The results were so gratifying they published a paper, "Facility Location with Stochastic Demand and Constraints on Waiting Time" (available online, for the mathematically inclined, at http://www.rotman.utoronto.ca/pdf/facilitylocation.pdf).

The trio hasn't yet found a commercial client interested in using their algorithm, but that is part of the research game, says Dr. Berman. "We may work at a business school but in truth we are researchers and scientists, not business people."

At McMaster, meanwhile, advanced mathematics is being put to very practical uses.

For example, Dr. Terlaky says his school and a team from the University of Waterloo are working with oncologists from Toronto's Princess Margaret Hospital to find the optimal level of radiation that can be used in treating liver cancer.

"We are working with Dr. Laura Dawson, a PMH oncologist, to find out how much radiation is most effective," he says.

"Laura Dawson doesn't understand the math but she doesn't need to. She knows the treatment - we know the math."

What has propelled the giant leaps forward in creating mathematical formulas to increase accuracy is a happy combination of data and computing power.

The data becomes the basis for analysis; the more of it available to sift through, the greater the accuracy.

The power and speed of today's computers means computational tasks that would have taken decades in the 1990s can be done in a matter of minutes today.

"Today, thanks to computational science we can produce huge savings for industry, more effective diagnosis and treatment for medicine, better design for products and better management of resources," Dr. Terlaky says.

"These great advances come at a time when almost all organizations have accumulated masses of data," says Rotman's Dr. Baron, associate professor of operations management. "It becomes historical data which can be analyzed to predict the future.

"Mathematical models are bound to play a greater role in business and even personal decision making," Dr. Baron predicts.

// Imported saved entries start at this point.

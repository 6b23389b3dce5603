//! Built-in constraints and lookup by id.
//!
//! Every rule compares lowercase, diacritic-free text (see
//! [`text::normalize`]), so `é` counts as `e`.

use crate::core::constraint::{
    Constraint, ConstraintFamily, LetterKind, ParamSpec, Validation, ViolationKind,
};
use crate::core::text::{self, is_elision_mark};
use crate::core::types::Lang;

pub const VOWELS: &[char] = &['a', 'e', 'i', 'o', 'u', 'y'];
pub const CONSONANTS: &[char] = &[
    'b', 'c', 'd', 'f', 'g', 'h', 'j', 'k', 'l', 'm', 'n', 'p', 'q', 'r', 's', 't', 'v', 'w', 'x',
    'z',
];
pub const ALPHABET: &[char] = &[
    'a', 'b', 'c', 'd', 'e', 'f', 'g', 'h', 'i', 'j', 'k', 'l', 'm', 'n', 'o', 'p', 'q', 'r', 's',
    't', 'u', 'v', 'w', 'x', 'y', 'z',
];

static CATALOG: [&dyn Constraint; 8] = [
    &Lipogram,
    &Monovocalism,
    &Tautogram,
    &Alliteration,
    &Palindrome,
    &Snowball,
    &BeauPresent,
    &Pangram,
];

pub fn all() -> &'static [&'static dyn Constraint] {
    &CATALOG
}

pub fn by_id(id: &str) -> Option<&'static dyn Constraint> {
    let id = id.trim();
    CATALOG
        .iter()
        .copied()
        .find(|c| c.id().eq_ignore_ascii_case(id))
}

/// Lowercase diacritic-free parameter letter(s).
fn param_letters(param: &str) -> String {
    text::normalize(param.trim())
}

pub struct Lipogram;

impl Constraint for Lipogram {
    fn id(&self) -> &'static str {
        "lipogram"
    }

    fn name(&self, lang: Lang) -> &'static str {
        match lang {
            Lang::Fr => "Lipogramme",
            Lang::En => "Lipogram",
        }
    }

    fn description(&self, lang: Lang) -> &'static str {
        match lang {
            Lang::Fr => "Écrire sans jamais utiliser la lettre interdite.",
            Lang::En => "Write without ever using the forbidden letter.",
        }
    }

    fn param_spec(&self) -> ParamSpec {
        ParamSpec::Select {
            kind: LetterKind::Letter,
            options: ALPHABET,
        }
    }

    fn validate(&self, text: &str, param: &str) -> Validation {
        let forbidden = param_letters(param);
        if forbidden.is_empty() {
            return Validation::ok();
        }
        if text::normalize(text).contains(&forbidden) {
            return Validation::violation(ViolationKind::ForbiddenLetter { letter: forbidden });
        }
        Validation::ok()
    }
}

pub struct Monovocalism;

impl Constraint for Monovocalism {
    fn id(&self) -> &'static str {
        "monovocalism"
    }

    fn name(&self, lang: Lang) -> &'static str {
        match lang {
            Lang::Fr => "Monovocalisme",
            Lang::En => "Monovocalism",
        }
    }

    fn description(&self, lang: Lang) -> &'static str {
        match lang {
            Lang::Fr => "Une seule voyelle autorisée dans tout le texte.",
            Lang::En => "A single vowel is allowed in the whole text.",
        }
    }

    fn param_spec(&self) -> ParamSpec {
        ParamSpec::Select {
            kind: LetterKind::Vowel,
            options: VOWELS,
        }
    }

    fn validate(&self, text: &str, param: &str) -> Validation {
        let allowed = param_letters(param);
        let Some(allowed) = allowed.chars().next() else {
            return Validation::ok();
        };
        match text::normalize(text)
            .chars()
            .find(|c| VOWELS.contains(c) && *c != allowed)
        {
            Some(vowel) => Validation::violation(ViolationKind::ForeignVowel { vowel, allowed }),
            None => Validation::ok(),
        }
    }
}

/// Shared by tautogram and alliteration: every word starts with `param`.
fn validate_initials(text: &str, param: &str) -> Validation {
    let initial = param_letters(param);
    if initial.is_empty() {
        return Validation::ok();
    }
    for word in text::words(text) {
        if !text::normalize(word).starts_with(&initial) {
            return Validation::violation(ViolationKind::WrongInitial {
                word: word.to_string(),
                initial,
            });
        }
    }
    Validation::ok()
}

pub struct Tautogram;

impl Constraint for Tautogram {
    fn id(&self) -> &'static str {
        "tautogram"
    }

    fn name(&self, lang: Lang) -> &'static str {
        match lang {
            Lang::Fr => "Tautogramme",
            Lang::En => "Tautogram",
        }
    }

    fn description(&self, lang: Lang) -> &'static str {
        match lang {
            Lang::Fr => "Tous les mots commencent par la même lettre.",
            Lang::En => "Every word starts with the same letter.",
        }
    }

    fn param_spec(&self) -> ParamSpec {
        ParamSpec::Select {
            kind: LetterKind::Letter,
            options: ALPHABET,
        }
    }

    fn family(&self) -> ConstraintFamily {
        ConstraintFamily::WordStart
    }

    fn validate(&self, text: &str, param: &str) -> Validation {
        validate_initials(text, param)
    }
}

pub struct Alliteration;

impl Constraint for Alliteration {
    fn id(&self) -> &'static str {
        "alliteration"
    }

    fn name(&self, lang: Lang) -> &'static str {
        match lang {
            Lang::Fr => "Allitération",
            Lang::En => "Alliteration",
        }
    }

    fn description(&self, lang: Lang) -> &'static str {
        match lang {
            Lang::Fr => "Tous les mots commencent par la même consonne.",
            Lang::En => "Every word starts with the same consonant.",
        }
    }

    fn param_spec(&self) -> ParamSpec {
        ParamSpec::Select {
            kind: LetterKind::Consonant,
            options: CONSONANTS,
        }
    }

    fn family(&self) -> ConstraintFamily {
        ConstraintFamily::WordStart
    }

    fn validate(&self, text: &str, param: &str) -> Validation {
        validate_initials(text, param)
    }
}

pub struct Palindrome;

impl Constraint for Palindrome {
    fn id(&self) -> &'static str {
        "palindrome"
    }

    fn name(&self, lang: Lang) -> &'static str {
        match lang {
            Lang::Fr | Lang::En => "Palindrome",
        }
    }

    fn description(&self, lang: Lang) -> &'static str {
        match lang {
            Lang::Fr => "Le texte se lit de la même façon dans les deux sens.",
            Lang::En => "The text reads the same forwards and backwards.",
        }
    }

    fn family(&self) -> ConstraintFamily {
        ConstraintFamily::Whole
    }

    fn validate(&self, text: &str, _param: &str) -> Validation {
        let cleaned: Vec<char> = text::normalize(text)
            .chars()
            .filter(|c| c.is_alphanumeric())
            .collect();
        if cleaned.is_empty() {
            return Validation::violation(ViolationKind::NoAlphanumerics);
        }
        if cleaned.iter().eq(cleaned.iter().rev()) {
            Validation::ok()
        } else {
            Validation::violation(ViolationKind::NotPalindrome)
        }
    }
}

pub struct Snowball;

impl Snowball {
    /// Unlike the streaming boundary, a hyphen does not close a word here:
    /// `arc-` may still become `arc-en-ciel`.
    fn word_is_closed(text: &str) -> bool {
        text.chars().next_back().is_some_and(|c| {
            c.is_whitespace() || matches!(c, '.' | ',' | ';' | ':' | '!' | '?') || is_elision_mark(c)
        })
    }
}

impl Constraint for Snowball {
    fn id(&self) -> &'static str {
        "snowball"
    }

    fn name(&self, lang: Lang) -> &'static str {
        match lang {
            Lang::Fr => "Boule de neige",
            Lang::En => "Snowball",
        }
    }

    fn description(&self, lang: Lang) -> &'static str {
        match lang {
            Lang::Fr => "Chaque mot a exactement une lettre de plus que le précédent.",
            Lang::En => "Each word has exactly one more letter than the previous one.",
        }
    }

    fn family(&self) -> ConstraintFamily {
        ConstraintFamily::LengthSequence
    }

    fn validate(&self, text: &str, _param: &str) -> Validation {
        let words: Vec<&str> = text::words(text).collect();
        let checked = if Self::word_is_closed(text) {
            &words[..]
        } else {
            &words[..words.len().saturating_sub(1)]
        };

        let mut previous: Option<usize> = None;
        for word in checked {
            let letters = text::word_letter_count(word);
            if letters == 0 {
                continue;
            }
            if let Some(prev) = previous
                && letters != prev + 1
            {
                return Validation::violation(ViolationKind::WrongLength {
                    word: (*word).to_string(),
                    expected: prev + 1,
                    found: letters,
                });
            }
            previous = Some(letters);
        }
        Validation::ok()
    }
}

pub struct BeauPresent;

impl Constraint for BeauPresent {
    fn id(&self) -> &'static str {
        "beau-present"
    }

    fn name(&self, lang: Lang) -> &'static str {
        match lang {
            Lang::Fr | Lang::En => "Beau présent",
        }
    }

    fn description(&self, lang: Lang) -> &'static str {
        match lang {
            Lang::Fr => "N'utiliser que les lettres contenues dans le nom de référence.",
            Lang::En => "Use only the letters found in the reference name.",
        }
    }

    fn param_spec(&self) -> ParamSpec {
        ParamSpec::Text {
            label: "reference name",
            placeholder: "Georges Perec",
        }
    }

    fn validate(&self, text: &str, param: &str) -> Validation {
        let allowed: Vec<char> = text::normalize(param)
            .chars()
            .filter(|c| ALPHABET.contains(c))
            .collect();
        if allowed.is_empty() {
            return Validation::ok();
        }
        match text::normalize(text)
            .chars()
            .find(|c| ALPHABET.contains(c) && !allowed.contains(c))
        {
            Some(letter) => Validation::violation(ViolationKind::LetterNotInReference {
                letter,
                reference: param.trim().to_string(),
            }),
            None => Validation::ok(),
        }
    }
}

pub struct Pangram;

impl Pangram {
    pub fn missing_letters(text: &str) -> Vec<char> {
        let normalized = text::normalize(text);
        ALPHABET
            .iter()
            .copied()
            .filter(|c| !normalized.contains(*c))
            .collect()
    }
}

impl Constraint for Pangram {
    fn id(&self) -> &'static str {
        "pangram"
    }

    fn name(&self, lang: Lang) -> &'static str {
        match lang {
            Lang::Fr => "Pangramme",
            Lang::En => "Pangram",
        }
    }

    fn description(&self, lang: Lang) -> &'static str {
        match lang {
            Lang::Fr => "Utiliser toutes les lettres de l'alphabet.",
            Lang::En => "Use every letter of the alphabet.",
        }
    }

    fn validate(&self, text: &str, _param: &str) -> Validation {
        let missing = Self::missing_letters(text);
        if missing.is_empty() {
            return Validation::ok();
        }
        let listed: Vec<String> = missing.iter().map(char::to_string).collect();
        Validation::ok_with_note(format!("missing letters: {}", listed.join(", ")))
    }
}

One of the nifty properties of algorithms is their widespread application, Dr. Terlaky says. He points to online discount travel sites such as Expedia.ca.

"Those sites adjust airline fares twice a day depending on buyer response," Dr. Terlaky says. "And the algorithm they use is basically the same as the one used for cancer diagnosis."

Another popular website, MapQuest, uses algorithms to work out optimal routes for drivers.

Utility companies, meanwhile, use algorithms to determine the "sweet spot" for prices they charge, the prices that give them the competitive edge with consumers as well as the best bottom-line profit in a deregulated market.

"What it comes down to is one of those basic principles: if you can't measure, you can't manage," says Dr. Berman. "Computational sciences take measurement a huge leap forward."

Algorithms at a glance

What they are

An algorithm is more than a mathematical equation. It's a formula or set of steps or rules used to solve a problem. It can range from a simple cookie recipe to something as complex as the procedures to follow for landing a vehicle on Mars.

General properties

An algorithm receives input and generates output. It is carried out in discrete, stepwise fashion, with the results of each step determined only by inputs and the results of the previous step. It also has a clear stopping point.

Uses

Algorithms can be used to design circuit patterns for microprocessors, analyze stock-trading trends and create Sudoku puzzles. Computer programs are essentially elaborate algorithms. To sharpen a digital photo, for example, an algorithm has to process each pixel in the image and determine how to change them to make the image clearer.

Key players

The word algorithm derives

from algoritmi, the Latinized name of 9th-century Persian mathematician Mohammed ibn-Musa al-Khwarizmi, the father of algebra.

In 1801, France's Joseph Jacquard invented the automated weaving loom, one of the earliest machines with functions that were controlled by algorithms; fabric patterns were determined by cards punched with holes that controlled thread selections. (Today, a jacquard fabric is one with an intricate pattern.)

In 1842, the first algorithm for a computer was written by Ada Byron (daughter of the poet Lord Byron) for English mathematician Charles Babbage's "analytical engine." He was the first person to propose the idea of a programmable computer, but his device was never built.